* **WHAT YOU HAVE TO DO**
Beneath this task are records; count the lines among them that contain the word "does" and answer with the number only.

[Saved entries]
☆ ☆ ☆
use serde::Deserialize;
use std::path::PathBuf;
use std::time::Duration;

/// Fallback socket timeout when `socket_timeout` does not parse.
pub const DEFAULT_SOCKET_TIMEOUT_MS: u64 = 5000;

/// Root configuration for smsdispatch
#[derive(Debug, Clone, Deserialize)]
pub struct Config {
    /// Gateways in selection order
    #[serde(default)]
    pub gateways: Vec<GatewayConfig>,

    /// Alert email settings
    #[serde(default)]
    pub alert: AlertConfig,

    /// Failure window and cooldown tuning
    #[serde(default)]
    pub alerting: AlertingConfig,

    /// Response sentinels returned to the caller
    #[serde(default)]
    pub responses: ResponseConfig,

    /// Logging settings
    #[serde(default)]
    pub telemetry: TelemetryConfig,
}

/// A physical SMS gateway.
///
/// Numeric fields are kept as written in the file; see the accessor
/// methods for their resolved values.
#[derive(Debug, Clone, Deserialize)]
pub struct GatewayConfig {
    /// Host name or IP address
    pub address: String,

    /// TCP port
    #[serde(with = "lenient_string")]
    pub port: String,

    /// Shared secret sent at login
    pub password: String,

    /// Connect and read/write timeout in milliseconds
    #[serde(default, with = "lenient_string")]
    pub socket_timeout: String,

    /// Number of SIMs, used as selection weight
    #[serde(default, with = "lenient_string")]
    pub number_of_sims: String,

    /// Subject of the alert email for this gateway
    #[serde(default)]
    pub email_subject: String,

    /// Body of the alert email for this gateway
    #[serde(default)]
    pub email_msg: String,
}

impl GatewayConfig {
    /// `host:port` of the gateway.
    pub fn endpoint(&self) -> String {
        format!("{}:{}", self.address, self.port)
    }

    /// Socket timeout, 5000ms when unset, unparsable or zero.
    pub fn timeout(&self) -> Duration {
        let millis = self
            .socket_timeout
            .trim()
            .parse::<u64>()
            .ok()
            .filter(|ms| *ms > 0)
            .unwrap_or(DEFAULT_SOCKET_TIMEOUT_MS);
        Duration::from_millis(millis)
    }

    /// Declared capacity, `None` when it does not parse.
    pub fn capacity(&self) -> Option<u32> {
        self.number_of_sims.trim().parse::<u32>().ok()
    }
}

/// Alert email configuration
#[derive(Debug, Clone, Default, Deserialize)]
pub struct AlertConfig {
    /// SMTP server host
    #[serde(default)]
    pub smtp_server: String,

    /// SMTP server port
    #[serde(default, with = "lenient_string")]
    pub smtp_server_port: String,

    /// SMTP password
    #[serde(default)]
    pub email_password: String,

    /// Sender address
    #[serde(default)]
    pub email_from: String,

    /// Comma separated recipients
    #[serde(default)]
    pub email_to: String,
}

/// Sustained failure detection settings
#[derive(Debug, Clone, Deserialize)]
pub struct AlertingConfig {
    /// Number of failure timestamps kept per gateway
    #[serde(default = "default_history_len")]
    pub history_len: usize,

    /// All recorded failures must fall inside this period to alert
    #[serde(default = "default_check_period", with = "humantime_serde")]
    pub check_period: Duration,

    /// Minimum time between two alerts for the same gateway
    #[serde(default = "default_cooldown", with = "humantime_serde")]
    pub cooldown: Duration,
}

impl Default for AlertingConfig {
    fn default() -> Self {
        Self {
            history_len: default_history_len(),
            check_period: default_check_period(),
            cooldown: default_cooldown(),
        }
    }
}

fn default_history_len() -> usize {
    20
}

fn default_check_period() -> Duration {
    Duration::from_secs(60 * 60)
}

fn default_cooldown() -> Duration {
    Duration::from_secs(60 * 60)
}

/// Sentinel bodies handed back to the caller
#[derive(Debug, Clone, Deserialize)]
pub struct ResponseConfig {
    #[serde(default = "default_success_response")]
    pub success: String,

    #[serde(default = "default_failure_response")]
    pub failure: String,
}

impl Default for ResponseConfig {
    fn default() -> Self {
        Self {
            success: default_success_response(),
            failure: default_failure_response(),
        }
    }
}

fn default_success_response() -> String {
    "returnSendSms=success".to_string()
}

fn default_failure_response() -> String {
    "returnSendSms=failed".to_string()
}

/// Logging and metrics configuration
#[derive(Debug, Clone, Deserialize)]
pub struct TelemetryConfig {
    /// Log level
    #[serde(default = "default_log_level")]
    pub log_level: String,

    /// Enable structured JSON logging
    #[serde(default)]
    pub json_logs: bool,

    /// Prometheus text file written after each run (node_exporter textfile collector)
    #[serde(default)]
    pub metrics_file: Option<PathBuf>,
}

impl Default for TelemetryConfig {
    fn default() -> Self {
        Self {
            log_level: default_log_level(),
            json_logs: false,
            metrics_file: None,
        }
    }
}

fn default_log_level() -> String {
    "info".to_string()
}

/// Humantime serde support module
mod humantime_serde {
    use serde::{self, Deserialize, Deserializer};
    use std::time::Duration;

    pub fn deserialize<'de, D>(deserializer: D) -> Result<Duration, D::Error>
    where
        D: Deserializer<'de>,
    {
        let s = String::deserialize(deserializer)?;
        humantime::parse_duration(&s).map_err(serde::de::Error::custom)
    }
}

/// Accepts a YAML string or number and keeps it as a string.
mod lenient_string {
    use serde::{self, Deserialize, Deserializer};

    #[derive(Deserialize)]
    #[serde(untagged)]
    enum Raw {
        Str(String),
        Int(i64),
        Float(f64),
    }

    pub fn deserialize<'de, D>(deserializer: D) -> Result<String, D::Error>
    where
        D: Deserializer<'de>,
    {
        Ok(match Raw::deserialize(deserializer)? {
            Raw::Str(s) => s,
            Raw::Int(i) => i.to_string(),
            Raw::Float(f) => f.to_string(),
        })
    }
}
☆ ☆ ☆
* **RESULT FOR THIS EXERCISE**
2